My wife, Brenda, is 45 and has bipolar disorder since I knew her in 1988
She is very conservative and religous, honest. Our sexual relation is also very conservative way

I am Paul 40, and my doctor said I have Obsessive-Compulsive Disorder,
since 1998 when I first look for doctor when I started to have unwanted
toughts of killing my wife because of cheating ( though I know I would never hurt or kill her)

We met 19 years ago, and though not living together, we met every weeked in her home.

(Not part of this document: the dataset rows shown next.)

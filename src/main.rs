use std::sync::Arc;

use log::{error, info, warn};
use tokio::io::{AsyncBufReadExt, BufReader};

use auction_butler::commands::{dispatch, CommandContext};
use auction_butler::config::Config;
use auction_butler::messaging::{ConsoleMessenger, Messenger};
use auction_butler::persistence::{AuctionStore, JsonFileStore};
use auction_butler::scheduler::{reschedule_channel, shared, Scheduler, SchedulerState};

#[tokio::main]
async fn main() -> std::io::Result<()> {
    env_logger::init();

    let config = match Config::load("butler.json") {
        Ok(config) => config,
        Err(err) => {
            warn!("using default config: {}", err);
            Config::default()
        }
    };

    let store: Arc<dyn AuctionStore> = Arc::new(JsonFileStore::new("auction.json"));
    let current = match store.load() {
        Ok(auction) => auction,
        Err(err) => {
            error!("failed to load the stored auction: {}", err);
            None
        }
    };
    // A finished auction on disk is history, not a current auction.
    let current = current.filter(|auction| !auction.ended);
    let state = shared(SchedulerState::new(current));

    let messenger: Arc<dyn Messenger> = Arc::new(ConsoleMessenger);
    let (reschedule, signal) = reschedule_channel();
    let scheduler = Scheduler::new(
        state.clone(),
        config.clone(),
        store.clone(),
        messenger,
        signal,
    );
    tokio::spawn(scheduler.maintain());

    info!("auction butler is up; type /help for commands");

    // Minimal operator console standing in for the chat transport.
    let ctx = CommandContext {
        state: &state,
        store: store.as_ref(),
        reschedule: &reschedule,
        admin: true,
    };
    let mut lines = BufReader::new(tokio::io::stdin()).lines();
    while let Some(line) = lines.next_line().await? {
        let line = line.trim();
        let body = match line.strip_prefix('/') {
            Some(body) => body,
            None => continue,
        };
        let (command, args) = body.split_once(' ').unwrap_or((body, ""));
        match dispatch(&ctx, command, args.trim()).await {
            Ok(reply) => println!("{}", reply),
            Err(err) => println!("{}", err),
        }
    }

    Ok(())
}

We started a long term relationship and I was very faithful and and trusted her

I 1995, I felt cheated by her, though I had never any real evidence
She used to say the name Bill very ofen, and this annoyed me
She said Bill was only a great friend

We started to live together since 1998
In that year, I took prozac for 12 mounths because of unwanted thoughts

I 2001, in a severe bipolar crisis crise, she became too agressive, breaking objects and causing me some not important injuries
And in that very day, she told me:

"I really made love with Bill ! And that was because I loved him"

I decided not to believe her because she said it in a very angry moment

She became better when we moved to the mountains in 2004 and the manic crisis then happened very rarely. I could have piece since 2004 as I had never before
She takes no medicine since then. The only thing I notice in her behauviour is that there are some stalker following our steps
For her, any neighbour could be a stalker and dangerous for us

As we had some peace in home , I did´t worry about it
She becomes a better wife and specially in the last 2 mounts, she often says " I love very much"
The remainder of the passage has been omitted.